So, my question to the group is - Who do you hold(or should hold) accountable when cloud costs spike unexpectedly: the engineers who write the code, the platform team who manages the infrastructure, or the product managers who set the requirements? (My current solution is a mix of platform team and engineers but we're still trying to formalize the accountability model.)
Each application team should be able to view the total cost of running their service - and thus be held accountable to reduce costs when necessary.
Without data you are running blind. Cost optimization cannot be solved by a standalone team - it has to be owned by everyone.
Source: Personal experience reducing cloud costs in a slightly smaller team.
You can do click-ops in the UI (which then generates yaml in a repo), or you can write special yaml files in your repo yourself. These yaml files define the owner (team entity) or the individual that the cost originates from. Its a mostly automated process.
Since each resource an application uses is known, anomalies can be tracked down and attributed. So, for example, if someone starts serving big files from anywhere other than the CDN and blowing up egress costs, the source and root cause are easy to identify.
Backstage has a "lifecycle" tag for the resources you spin up (experimental is the default). If you spin stuff up that isn't tagged as being in production they get auto deleted after a period of time (you get a bunch of emails about it beforehand). That cleans up experiements or other test infra that people have forgotten about.
Our bill is so big that no one engineer can significantly move the needle, but we have people going around and looking at costs (both Arch and FinOps) to identify what appears to be inefficient spend. We're also quite happy to tell AWS we want something zero rated or discounted if we don't like the cost of it. At a certain size the account team from the cloud provider are somewhat on your side when it comes to negotiations.
Generally architecture reviews and engineering peer reviews should avoid designs which cost a lot, but the most common cause of inefficient engineering practices is when time is more important than money. Then 6 months later someone looks at the cost and says "Why the hell are we doing search that way?", "Because you said you didn't have any time to change the API, so we just made it work this stupid way."
Any new engineer can join and find 5 ways of saving more than their annual salary within a week. But corralling all the teams to actually change the code? That takes leverage.
I've worked for a few orgs where quality and testing were "everyone's" responsibility and it ultimately led to everyone pushing it off their plates and lots of it simply not getting done. Why? We could collectively borrow against the future and "everyone" being responsible meant that nobody could be held accountable, as then the debate would be in deciding fractions of responsibility.

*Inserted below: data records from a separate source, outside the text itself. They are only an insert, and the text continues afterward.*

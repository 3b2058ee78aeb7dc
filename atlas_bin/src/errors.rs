use basalt::errors::DbError;

#[derive(Debug)]
pub enum ExecutionError {
    Db(DbError),
    TableNotFound(String),
    ColumnNotFound(String),
    GenericError(String),
    /// The transaction lost a deadlock; the caller must abort it through
    /// `BufferPool::transaction_complete(tid, false)`.
    Aborted,
}

impl From<DbError> for ExecutionError {
    fn from(err: DbError) -> Self {
        match err {
            DbError::Aborted => ExecutionError::Aborted,
            DbError::TableNotFound(name) => ExecutionError::TableNotFound(name),
            other => ExecutionError::Db(other),
        }
    }
}

impl From<std::io::Error> for ExecutionError {
    fn from(err: std::io::Error) -> Self {
        ExecutionError::Db(DbError::Io(err))
    }
}
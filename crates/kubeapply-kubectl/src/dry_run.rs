//! Dry-run modes understood by `kubectl apply --dry-run`

use serde::{Deserialize, Serialize};
use std::fmt;
use std::str::FromStr;

/// Names indexed by the mode's discriminant. Order is part of the contract.
const DRY_RUN_NAMES: [&str; 3] = ["none", "client", "server"];

/// Dry-run mode for apply operations
#[derive(Debug, Clone, Copy, PartialEq, Eq, Hash, Default, Serialize, Deserialize)]
#[serde(rename_all = "lowercase")]
#[repr(u8)]
pub enum DryRun {
    /// Persist changes (no dry-run)
    #[default]
    None = 0,
    /// Only print what would be sent, without contacting the server
    Client = 1,
    /// Submit the request to the server without persisting it
    Server = 2,
}

impl DryRun {
    /// String form used for the `--dry-run` flag
    pub const fn as_str(self) -> &'static str {
        DRY_RUN_NAMES[self as usize]
    }

    /// Whether a `--dry-run` flag should be passed at all
    pub const fn is_enabled(self) -> bool {
        !matches!(self, DryRun::None)
    }
}

impl fmt::Display for DryRun {
    fn fmt(&self, f: &mut fmt::Formatter<'_>) -> fmt::Result {
        f.write_str(self.as_str())
    }
}

impl FromStr for DryRun {
    type Err = String;

    fn from_str(s: &str) -> Result<Self, Self::Err> {
        match s {
            "none" => Ok(Self::None),
            "client" => Ok(Self::Client),
            "server" => Ok(Self::Server),
            _ => Err(format!(
                "invalid dry-run mode '{}', expected one of: {}",
                s,
                DRY_RUN_NAMES.join(", ")
            )),
        }
    }
}

/// `true` requests a server-side dry-run
impl From<bool> for DryRun {
    fn from(enabled: bool) -> Self {
        if enabled { Self::Server } else { Self::None }
    }
}

#[cfg(test)]
mod tests {
    use super::*;

    #[test]
    fn test_positional_names() {
        assert_eq!(DryRun::None.to_string(), "none");
        assert_eq!(DryRun::Client.to_string(), "client");
        assert_eq!(DryRun::Server.to_string(), "server");
        assert_eq!(DryRun::Server as u8, 2);
    }

    #[test]
    fn test_parse() {
        assert_eq!("client".parse::<DryRun>().unwrap(), DryRun::Client);
        assert_eq!("server".parse::<DryRun>().unwrap(), DryRun::Server);
        assert!("Server".parse::<DryRun>().is_err());
    }

    #[test]
    fn test_from_bool() {
        assert_eq!(DryRun::from(true), DryRun::Server);
        assert_eq!(DryRun::from(false), DryRun::None);
        assert!(!DryRun::default().is_enabled());
        assert!(DryRun::Client.is_enabled());
    }
}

It also encouraged those with other incentives, like product, to lean heavily on that to ship more features over doing reliable tech work as they figured the debt would be someone else's problem down the road.
People have this naive idea that people who are given responsibility will step up. There are those that do, but the rest often see the far easier path of externalizing problems and frankly most jobs reward that as they don't see externalities well.
I would have it so that platform team is responsible for identifying and engineering is responsible for fixing it. I am not sure that either team would have the skills needed to prevent such things from happening, so perhaps canary deployments would be the way to go if it is a substantial risk in your domain.
Teams are given a fixed budget per micro-service and if that spend exceeds that budget, you need to find the money from another service in our org.
Depending on how you add infra there are tools you can use to estimate the cost of a change at the pr level before it goes live.
EVERYONE. Like with everything on Earth it's everyone's responsibility. It all adds up.
The way where everything is in isolation and silos really doesn't work and with everyone not having the full picture nothing is ever optimal.
What talonx said is what we do.
And it's essential that you check in regularly, rather than just give them a dashboard and say "ok, you go look here and tell me if anything is amiss", because they will never look.